TWENTY-SIX

Asher reached St Petersburg at 7:55 in the morning of Wednesday, May tenth – the twenty-sixth of April by Russian reckoning – and took a cab straight from the station to Krestovsky Island.

He’d cabled Lydia from the train station in Vilna, hoping against hope that, after a week of hearing nothing from him, she had not undertaken some investigation of her own.

Ysidro might have stopped her – or helped her . . . If Ysidro had gone on to Petersburg.

He didn’t know that, either.

Prince Razumovsky’s izba was shut. Not even servants moved around its closed-up doors, its tightly shuttered windows.

Damn it. Damn it . . .

‘Jamie!’ The Prince sprang up from his desk when Asher appeared in the study’s French doors. ‘Good God, man, where have you been? Madame Lydia—’

‘Where is she?’

‘They have been searching Petersburg for her for four days!’

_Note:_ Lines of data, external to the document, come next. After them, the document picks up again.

use async_trait::async_trait;
use chrono::NaiveDate;
use reqwest::Client;
use serde::Deserialize;
use std::collections::HashMap;
use std::time::Duration;

use crate::errors::CoreError;
use crate::models::price::PricePoint;
use super::traits::PriceProvider;

const BASE_URL: &str = "https://www.alphavantage.co/query";
const PROVIDER_NAME: &str = "Alpha Vantage";

/// Alpha Vantage provider for stock closing prices.
///
/// - **Free tier**: 25 requests/day (across ALL endpoints).
/// - **Requires**: API key (set via settings as "alphavantage").
/// - **Strategy**: one `TIME_SERIES_DAILY` call per range, filtered locally.
pub struct AlphaVantageProvider {
    client: Client,
    api_key: String,
    base_url: String,
}

impl AlphaVantageProvider {
    pub fn new(api_key: String, timeout: Duration) -> Self {
        Self::with_base_url(api_key, timeout, BASE_URL)
    }

    /// Point the provider at a different endpoint (e.g., a local stub server).
    pub fn with_base_url(api_key: String, timeout: Duration, base_url: impl Into<String>) -> Self {
        let builder = Client::builder();
        #[cfg(not(target_arch = "wasm32"))]
        let builder = builder.timeout(timeout);
        #[cfg(target_arch = "wasm32")]
        let _ = timeout;
        Self {
            client: builder.build().unwrap_or_else(|_| Client::new()),
            api_key,
            base_url: base_url.into(),
        }
    }
}

// ── Alpha Vantage API response types ────────────────────────────────

#[derive(Deserialize)]
struct TimeSeriesResponse {
    #[serde(rename = "Time Series (Daily)")]
    time_series: Option<HashMap<String, DailyData>>,
    #[serde(rename = "Note")]
    note: Option<String>,
    #[serde(rename = "Error Message")]
    error_message: Option<String>,
}

#[derive(Debug, Deserialize)]
struct DailyData {
    #[serde(rename = "4. close")]
    close: String,
}

/// Turn a parsed daily time series into points inside `[from, to]`, ascending.
/// Rows with unparseable dates or prices are skipped.
fn points_in_range(
    time_series: &HashMap<String, DailyData>,
    from: NaiveDate,
    to: NaiveDate,
) -> Vec<PricePoint> {
    let mut points: Vec<PricePoint> = time_series
        .iter()
        .filter_map(|(date_str, data)| {
            let date = NaiveDate::parse_from_str(date_str, "%Y-%m-%d").ok()?;
            if date >= from && date <= to {
                let price: f64 = data.close.parse().ok()?;
                Some(PricePoint { date, price })
            } else {
                None
            }
        })
        .collect();

    points.sort_by_key(|p| p.date);
    points
}

fn parse_time_series(
    body: &str,
    symbol: &str,
) -> Result<HashMap<String, DailyData>, CoreError> {
    let resp: TimeSeriesResponse = serde_json::from_str(body).map_err(|e| CoreError::Api {
        provider: PROVIDER_NAME.into(),
        message: format!("Failed to parse time series for {symbol}: {e}"),
    })?;

    if let Some(message) = resp.error_message {
        return Err(CoreError::Api {
            provider: PROVIDER_NAME.into(),
            message,
        });
    }

    resp.time_series.ok_or_else(|| CoreError::Api {
        provider: PROVIDER_NAME.into(),
        message: resp.note.unwrap_or_else(|| {
            format!("No time series data for {symbol}. API limit may be exceeded.")
        }),
    })
}

#[cfg_attr(target_arch = "wasm32", async_trait(?Send))]
#[cfg_attr(not(target_arch = "wasm32"), async_trait)]
impl PriceProvider for AlphaVantageProvider {
    fn name(&self) -> &str {
        PROVIDER_NAME
    }

    async fn get_price_range(
        &self,
        symbol: &str,
        from: NaiveDate,
        to: NaiveDate,
    ) -> Result<Vec<PricePoint>, CoreError> {
        let upper = symbol.to_uppercase();
        let body = self
            .client
            .get(&self.base_url)
            .query(&[
                ("function", "TIME_SERIES_DAILY"),
                ("symbol", upper.as_str()),
                // compact only covers ~100 trading days
                ("outputsize", "full"),
                ("apikey", self.api_key.as_str()),
            ])
            .send()
            .await?
            .error_for_status()?
            .text()
            .await?;

        let time_series = parse_time_series(&body, symbol)?;
        Ok(points_in_range(&time_series, from, to))
    }
}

The izba had been cleared up, the broken glass of the windows removed and the windows themselves replaced. ‘Zudanievsky said they found a little blood on the wall of the pantry cupboard in the basement,’ reported the Prince, as Asher turned over the two makeshift pikes that the police had left lying on the long parlor table: a broom handle and a kitchen poker to which silver knives and forks had been roughly lashed with string. ‘There was a man’s jacket there also: light gray wool, rather small, from a tailor in Jermyn Street—’

Ysidro’s.

Asher’s heart seemed to pound more heavily as he looked around the dim room. The police had piled the twisted garlands of garlic and wild rose stems on the table as well. He wondered what Zudanievsky had made of them. The bespectacled officer had impressed him as a quintessential city bureaucrat, but one never knew, with Russians. In any case, there wasn’t a Russian in Petersburg who didn’t have relatives still on the land. Despite the ramshackle tenements, the gritty factory-smoke of the industrial slums, over two-thirds of its people were villagers, straight from the wheat fields and birch woods. They would know what all this meant.

Four days ago. He must have made his way straight here from Berlin.

Strain and exhaustion had left him numb, perfectly calm, and cold inside.

The Petersburg vampires attacked . . . Probably as soon as Count Golenischev left town.

Why? How would they have known who Lydia was, or where she was?

Or was it Ysidro they were after?

He said, ‘No bodies.’ He felt he was viewing all of this as if from a very great distance. As if it were someone else he was looking for, and he himself was someone else as well. ‘No sign of burning?’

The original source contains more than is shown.